Предвестия революции совпадают с состоянием природы:

Несколько дней была переменная, неустойчивая погода, теплый, заговаривающийся ветер, которые пахли мокрой землею. И все эти дни поступали странные сведения из ставки, приходили тревожные слухи из дому, изнутри страны[74]. Прерывалась телеграфная связь с Петербургом. Всюду, на всех углах заводили политические разговоры [Пастернак: IV, 127].

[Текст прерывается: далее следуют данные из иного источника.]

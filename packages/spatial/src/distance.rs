//! Great-circle distance.

use hood_map_amenity_models::GeoPoint;

use crate::SpatialError;

/// Mean Earth radius used for all distance calculations.
pub const EARTH_RADIUS_METERS: f64 = 6_371_000.0;

/// Returns the haversine distance between two points in meters, rounded
/// to the nearest meter.
///
/// # Errors
///
/// Returns [`SpatialError::InvalidCoordinate`] if either point is out of
/// range.
pub fn haversine_distance(a: GeoPoint, b: GeoPoint) -> Result<f64, SpatialError> {
    a.validate()?;
    b.validate()?;

    let phi1 = a.lat.to_radians();
    let phi2 = b.lat.to_radians();
    let d_phi = (b.lat - a.lat).to_radians();
    let d_lambda = (b.lng - a.lng).to_radians();

    let h = (d_phi / 2.0).sin().powi(2) + phi1.cos() * phi2.cos() * (d_lambda / 2.0).sin().powi(2);
    // rounding error can push h a hair above 1 for antipodal points
    let h = h.clamp(0.0, 1.0);
    let c = 2.0 * h.sqrt().atan2((1.0 - h).sqrt());

    Ok((EARTH_RADIUS_METERS * c).round())
}
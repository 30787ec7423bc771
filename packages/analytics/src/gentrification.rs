//! Gentrification risk classification.

use hood_map_analytics_models::{FactorSet, GentrificationAssessment, RiskLevel};

use crate::clamp_score;

const KEY_FACTOR_INFRASTRUCTURE: &str =
    "Well-developed school and healthcare infrastructure is attracting new residents";
const KEY_FACTOR_TRANSPORT: &str =
    "Strong public transport access makes the area attractive to commuters";
const KEY_FACTOR_SAFETY: &str = "Improving safety is drawing higher-income buyers and renters";
const KEY_FACTOR_DEMAND: &str = "Housing demand is outpacing available supply";

const HIGH_PRESSURE_RECOMMENDATIONS: &[&str] = &[
    "Long-term renters should look into lease extensions and tenant protection options now",
    "Buyers should expect rapid price appreciation; entering early carries displacement risk for existing residents",
    "Community organizations should engage with municipal planning on inclusionary housing",
];

const MODERATE_PRESSURE_RECOMMENDATIONS: &[&str] = &[
    "Monitor rent and sale price trends over the next few years",
    "Buyers may find good value before infrastructure improvements are priced in",
    "Residents should get involved in local development consultations",
];

const LOW_PRESSURE_RECOMMENDATIONS: &[&str] = &[
    "The area is likely to remain stable and affordable in the near term",
    "Buyers looking for quick appreciation should look elsewhere",
    "Investment in local amenities could improve livability without rapid displacement",
];

/// Returns the risk level for a gentrification pressure value.
///
/// Boundaries are inclusive at 0.2, 0.4, 0.6, and 0.8.
#[must_use]
pub fn risk_level(pressure: f64) -> RiskLevel {
    if pressure >= 0.8 {
        RiskLevel::VeryHigh
    } else if pressure >= 0.6 {
        RiskLevel::High
    } else if pressure >= 0.4 {
        RiskLevel::Moderate
    } else if pressure >= 0.2 {
        RiskLevel::Low
    } else {
        RiskLevel::VeryLow
    }
}

/// Drivers of gentrification pressure, one reason per condition met.
#[must_use]
pub fn key_factors(factors: &FactorSet) -> Vec<String> {
    [
        (factors.infrastructure_score > 0.7, KEY_FACTOR_INFRASTRUCTURE),
        (factors.transport_factor > 0.1, KEY_FACTOR_TRANSPORT),
        (factors.safety_trend > 0.05, KEY_FACTOR_SAFETY),
        (factors.supply_demand > 0.1, KEY_FACTOR_DEMAND),
    ]
    .into_iter()
    .filter(|(applies, _)| *applies)
    .map(|(_, reason)| reason.to_string())
    .collect()
}

/// Guidance for the given pressure.
#[must_use]
pub fn recommendations(pressure: f64) -> Vec<String> {
    let block = if pressure >= 0.7 {
        HIGH_PRESSURE_RECOMMENDATIONS
    } else if pressure >= 0.4 {
        MODERATE_PRESSURE_RECOMMENDATIONS
    } else {
        LOW_PRESSURE_RECOMMENDATIONS
    };
    block.iter().map(ToString::to_string).collect()
}

/// Classifies gentrification risk from a factor set.
#[must_use]
pub fn classify(factors: &FactorSet) -> GentrificationAssessment {
    let factors = factors.clamped();
    let pressure = factors.gentrification_pressure;
    let level = risk_level(pressure);

    GentrificationAssessment {
        risk_level: level,
        risk_score: clamp_score(pressure * 100.0, 0, 100),
        timeframe: level.timeframe().to_string(),
        key_factors: key_factors(&factors),
        recommendations: recommendations(pressure),
    }
}
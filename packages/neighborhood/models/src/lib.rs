#![cfg_attr(feature = "fail-on-warnings", deny(warnings))]
#![warn(clippy::all, clippy::pedantic, clippy::nursery, clippy::cargo)]
#![allow(clippy::multiple_crate_versions, clippy::cargo_common_metadata)]

//! Neighborhood profile types.
//!
//! A [`NeighborhoodProfile`] is looked up by the caller (the CRUD layer
//! or chat pipeline) and handed to the engine per request. The engine
//! never fetches or mutates profiles.

use hood_map_amenity_models::GeoPoint;
use serde::{Deserialize, Serialize};
use strum_macros::{AsRefStr, Display, EnumString};

/// Housing affordability band of a neighborhood, cheapest first.
#[derive(
    Debug,
    Clone,
    Copy,
    PartialEq,
    Eq,
    PartialOrd,
    Ord,
    Hash,
    Serialize,
    Deserialize,
    Display,
    EnumString,
    AsRefStr,
)]
#[serde(rename_all = "SCREAMING_SNAKE_CASE")]
#[strum(serialize_all = "SCREAMING_SNAKE_CASE")]
pub enum AffordabilityCategory {
    /// Lowest rents, highest demand pressure
    Budget,
    /// Below-median rents
    Affordable,
    /// Around the median
    Moderate,
    /// Above-median rents
    Expensive,
    /// Premium suburbs
    Luxury,
    /// Top of the market
    UltraLuxury,
}

impl AffordabilityCategory {
    /// Returns all variants of this enum.
    #[must_use]
    pub const fn all() -> &'static [Self] {
        &[
            Self::Budget,
            Self::Affordable,
            Self::Moderate,
            Self::Expensive,
            Self::Luxury,
            Self::UltraLuxury,
        ]
    }
}

/// Raw attributes of a neighborhood, as stored by the CRUD layer.
#[derive(Debug, Clone, PartialEq, Serialize, Deserialize)]
#[serde(rename_all = "camelCase")]
pub struct NeighborhoodProfile {
    /// Store identifier.
    pub id: String,
    /// Human-readable name (e.g. "Observatory").
    pub name: String,
    /// Region name used for the economic growth lookup.
    pub region: String,
    /// Representative point (usually the centroid).
    pub position: GeoPoint,
    /// Average monthly rent in local currency, `>= 0`.
    pub avg_rent: f64,
    /// Safety score, `[0, 10]`.
    pub safety_score: f64,
    /// Transit accessibility score, `[0, 100]`.
    pub transit_score: f64,
    /// Affordability band.
    pub affordability_category: AffordabilityCategory,
}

В поэтическом мире Пастернака связь природы, стихии и истории приобретает не меньшее значение, чем у многих его предшественников и современников от А. С. Пушкина до А. Блока, М. Булгакова, А. Платонова и др. Кончается глава известием о революции в Петрограде:

В помещение, стуча палками и костылями, вошли, вбежали и приковыляли инвалиды и не носилочные больные из соседних палат, и наперебой закричали:

— События чрезвычайной важности. В Петербурге уличные беспорядки. Войска петербургского гарнизона перешли на сторону восставших. Революция [Там же: 129].

Отречение Николая II

При сопоставлении событийной «канвы» первых десятилетий ХX века с романом Пастернака бросается в глаза существенная лакуна. Один из поворотных моментов — отречение императора Николая II от престола — даже не упомянут в «Докторе Живаго». Однако представляется, что в одном из эпизодов он присутствует в «зашифрованной» форме. Пастернаку случалось обращаться к иносказательным шифрам, например, в «Охранной грамоте», характеризуя явления искусства и современной политической жизни, о которых писать прямо было невозможно, это убедительно показано в работах М. Окутюрье и Л. Флейшмана [Окутюрье 1979: 344–347; Флейшман 2003: 211]. В описании Венеции отношения государства и художника фактически связаны с атмосферой советской эпохи. Говоря о том, как искусство обманывает заказчика, Пастернак, в сущности, сам прибегает на страницах «Охранной грамоты» к такому «обману». Именно так судьба расстрелянного в 1930 году лефовца Владимира Силлова вписана в венецианские главки второй части и в главки, посвященные гибели Маяковского. В недавней работе Сусанна Витт показала, что, упомянув как будто вскользь в первой части «Охранной грамоты» стихотворение Гумилева «Шестое чувство», Пастернак далее строит целую главу на реминисценциях из поэзии расстрелянного поэта и фактически таким образом еще раз подчеркивает главную тему книги — необходимость свободы для поэта, и может быть, в частности, свободы путешествий, которой жители Советской России были лишены [Витт 2009].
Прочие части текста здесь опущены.